Storage and leftovers
If you have leftovers or want to bake the cake in advance, follow these storage guidelines:
- Store the cake in an airtight container at room temperature for up to 3 days.
- Once you have frosted the cake, place it in the refrigerator to keep it fresh. Allow it to come to room temperature before serving.
- You can also freeze the cake (without frosting) for up to 1 month. Wrap it tightly in plastic wrap and store it in a freezer bag or container. Thaw in the refrigerator before glazing and serving.
- Leftover frosting can be stored in an airtight container in the refrigerator for up to 1 week. Bring it to room temperature and stir briefly before using.

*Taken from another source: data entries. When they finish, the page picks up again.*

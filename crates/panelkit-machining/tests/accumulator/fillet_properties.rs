use crate::common::{p, route, TOOL};
use panelkit_core::{ArcDirection, Fillet, MachiningOperation, Point, Token};
use panelkit_machining::{accumulate, get_fillet_points};
use proptest::prelude::*;

fn heading(degrees: f64, length: f64) -> (f64, f64) {
    let radians = degrees.to_radians();
    (radians.cos() * length, radians.sin() * length)
}

fn corner_path(start: Point, bearing: f64, turn: f64, len1: f64, len2: f64) -> (Point, Point) {
    let (dx1, dy1) = heading(bearing, len1);
    let corner = p(start.x + dx1, start.y + dy1);
    let (dx2, dy2) = heading(bearing + turn, len2);
    (corner, p(corner.x + dx2, corner.y + dy2))
}

proptest! {
    #[test]
    fn filleted_corner_stays_connected(
        x in -500.0f64..500.0,
        y in -500.0f64..500.0,
        bearing in 0.0f64..360.0,
        turn in 20.0f64..160.0,
        left in any::<bool>(),
        len1 in 50.0f64..200.0,
        len2 in 50.0f64..200.0,
        radius in 0.5f64..5.0,
    ) {
        let turn = if left { turn } else { -turn };
        let start = p(x, y);
        let (corner, end) = corner_path(start, bearing, turn, len1, len2);

        let ops = accumulate([
            Token::Route(route(TOOL, start, corner)),
            Token::Fillet(Fillet::new(radius)),
            Token::Route(route(TOOL, corner, end)),
        ])
        .unwrap();
        prop_assert_eq!(ops.len(), 3);

        let first = ops[0].as_route().unwrap();
        let third = ops[2].as_route().unwrap();
        let MachiningOperation::Arc(arc) = &ops[1] else {
            panic!("expected an arc between the routes");
        };
        let center = arc.center.unwrap();

        prop_assert_eq!(first.end, arc.start);
        prop_assert_eq!(arc.end, third.start);
        prop_assert_eq!(first.start, start);
        prop_assert_eq!(third.end, end);
        prop_assert!((center.distance_to(&arc.start) - radius).abs() < 1e-6);
        prop_assert!((center.distance_to(&arc.end) - radius).abs() < 1e-6);
        prop_assert_eq!(arc.direction, ArcDirection::from_counter_clockwise(left));
    }

    #[test]
    fn fillet_solution_is_deterministic(
        bearing in 0.0f64..360.0,
        turn in -160.0f64..160.0,
        radius in 0.5f64..5.0,
    ) {
        prop_assume!(turn.abs() > 20.0);
        let (corner, end) = corner_path(p(0.0, 0.0), bearing, turn, 100.0, 100.0);
        let first = get_fillet_points(p(0.0, 0.0), corner, end, radius).unwrap();
        let second = get_fillet_points(p(0.0, 0.0), corner, end, radius).unwrap();
        prop_assert_eq!(first, second);
    }
}
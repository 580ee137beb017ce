//! Fillet Calculator
//!
//! Rounds the corner between two straight segments `start -> corner` and
//! `corner -> end` with a tangent arc of a given radius.
//!
//! Both lines are offset by the radius toward the inside of the turn. The
//! offset lines meet at a point that is `radius` away from both segments;
//! projecting it back onto each segment gives the tangent points. The arc
//! center is then rebuilt from the chord between the tangent points.

use panelkit_core::{
    FilletDegeneracy, FilletError, FilletResult, Line, Point, Tolerances, Vector2,
};
use serde::{Deserialize, Serialize};

/// Solved fillet geometry for one corner.
#[derive(Debug, Clone, Copy, PartialEq, Serialize, Deserialize)]
pub struct FilletPoints {
    /// Tangent point on `start -> corner`. The first segment now ends here.
    pub first_tangent: Point,
    /// Tangent point on `corner -> end`. The second segment now starts here.
    pub second_tangent: Point,
    /// Arc center, `radius` away from both tangent points.
    pub center: Point,
    /// `true` when the path turns left at the corner.
    pub counter_clockwise: bool,
}

/// Computes tangent points and arc centers for corner fillets
#[derive(Debug, Clone, Default)]
pub struct FilletCalculator {
    tolerances: Tolerances,
}

impl FilletCalculator {
    /// Create a calculator with the given tolerances
    pub fn new(tolerances: Tolerances) -> Self {
        Self { tolerances }
    }

    pub fn tolerances(&self) -> &Tolerances {
        &self.tolerances
    }

    /// Solve the fillet of `radius` at `corner`.
    pub fn fillet_points(
        &self,
        start: Point,
        corner: Point,
        end: Point,
        radius: f64,
    ) -> FilletResult<FilletPoints> {
        let fail = |reason: FilletDegeneracy| FilletError::InvalidFillet {
            start,
            corner,
            end,
            reason,
        };

        if !radius.is_finite() || radius <= 0.0 {
            return Err(fail(FilletDegeneracy::InvalidRadius));
        }
        if !start.is_finite() || !corner.is_finite() || !end.is_finite() {
            return Err(fail(FilletDegeneracy::NonFinite));
        }

        let line1 = Line::new(start, corner);
        let line2 = Line::new(corner, end);
        let len1 = line1.length();
        let len2 = line2.length();
        if len1 <= self.tolerances.length_tolerance || len2 <= self.tolerances.length_tolerance {
            return Err(fail(FilletDegeneracy::ZeroLengthSegment));
        }

        let (u1, u2) = match (line1.unit_direction(), line2.unit_direction()) {
            (Some(u1), Some(u2)) => (u1, u2),
            _ => return Err(fail(FilletDegeneracy::ZeroLengthSegment)),
        };

        let counter_clockwise = u1.cross(&u2) > 0.0;
        let inward = |u: Vector2| {
            if counter_clockwise {
                u.perp_left()
            } else {
                u.perp_right()
            }
        };

        let offset1 = line1.translated(inward(u1) * radius);
        let offset2 = line2.translated(inward(u2) * radius);

        let denominator = u1.x * u2.y - u2.x * u1.y;
        if denominator.abs() <= self.tolerances.parallel_tolerance {
            return Err(fail(FilletDegeneracy::Collinear));
        }

        // Offset line intersection, as distances along each segment.
        let w = offset2.a - offset1.a;
        let s = (w.x * u2.y - w.y * u2.x) / denominator;
        let t = (w.x * u1.y - w.y * u1.x) / denominator;

        let first_tangent = start + u1 * s;
        let second_tangent = corner + u2 * t;
        if !first_tangent.is_finite() || !second_tangent.is_finite() {
            return Err(fail(FilletDegeneracy::NonFinite));
        }

        let slack = self.tolerances.length_tolerance;
        if s < -slack || s > len1 + slack || t < -slack || t > len2 + slack {
            return Err(fail(FilletDegeneracy::RadiusTooLarge));
        }

        let center = chord_center(first_tangent, second_tangent, radius, counter_clockwise)
            .ok_or_else(|| fail(FilletDegeneracy::RadiusTooLarge))?;
        if !center.is_finite() {
            return Err(fail(FilletDegeneracy::NonFinite));
        }

        tracing::trace!(
            "Fillet r={} at {}: tangents {} and {}, center {}, ccw={}",
            radius,
            corner,
            first_tangent,
            second_tangent,
            center,
            counter_clockwise
        );

        Ok(FilletPoints {
            first_tangent,
            second_tangent,
            center,
            counter_clockwise,
        })
    }
}

/// Center of the arc of `radius` through both tangent points.
///
/// Of the two circles through the chord, the one on the left of
/// `first -> second` belongs to a counter-clockwise arc.
fn chord_center(first: Point, second: Point, radius: f64, counter_clockwise: bool) -> Option<Point> {
    let chord = second - first;
    let half = chord.length() / 2.0;
    let h2 = radius * radius - half * half;
    if h2 < -(radius * radius * 1e-9) {
        return None;
    }
    let h = h2.max(0.0).sqrt();

    let mid = first.midpoint(&second);
    let Some(dir) = chord.normalized() else {
        // Tangent points coincide only for a vanishing arc.
        return None;
    };
    let side = if counter_clockwise {
        dir.perp_left()
    } else {
        dir.perp_right()
    };
    Some(mid + side * h)
}

/// Solve a fillet with default tolerances.
pub fn get_fillet_points(
    start: Point,
    corner: Point,
    end: Point,
    radius: f64,
) -> FilletResult<FilletPoints> {
    FilletCalculator::default().fillet_points(start, corner, end, radius)
}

Health Benefits of Freaky Finger Red Velvet Cake
While the Freaky Finger Red Velvet Cake may delight your taste buds, you might be surprised to learn that it also offers some health benefits. This treat contains certain ingredients that can contribute positively to your well-being. Let’s take a closer look at some of the health benefits of this delicious dessert.
1. Low-fat natural yogurt
For this recipe you will need a 150g cup of low-fat natural yoghurt, which is a healthier alternative to using cream. Yogurt is a great source of protein, calcium and probiotics. It can aid digestion, boost the immune system and even improve bone strength.
2. Cocoa powder
The 50g of cocoa powder used in this recipe not only provides a rich chocolate flavor but also offers some health benefits. Cocoa powder is a good source of antioxidants, which can help reduce inflammation, improve heart health, and increase brain function.
3. Cream cheese
The creamy frosting for this cake contains 300g of full-fat cream cheese. Although it’s important to consume cream cheese in moderation due to its high fat content, it also offers some health benefits. Cream cheese is a good source of protein and calcium. Depending on the brand, it may also provide some beneficial probiotics.
4. Orange peel (optional)
Adding the zest of an orange to the cream cheese frosting is optional, but can provide an additional boost of flavor and health benefits. Orange peel contains essential oils rich in vitamin C that can support the immune system and promote healthy skin.
While this Freaky Finger Red Velvet Cake recipe is certainly a treat, it’s nice to know that it contains some ingredients that offer potential health benefits. However, moderation is important as this cake is still a dessert and should be enjoyed as part of a balanced diet.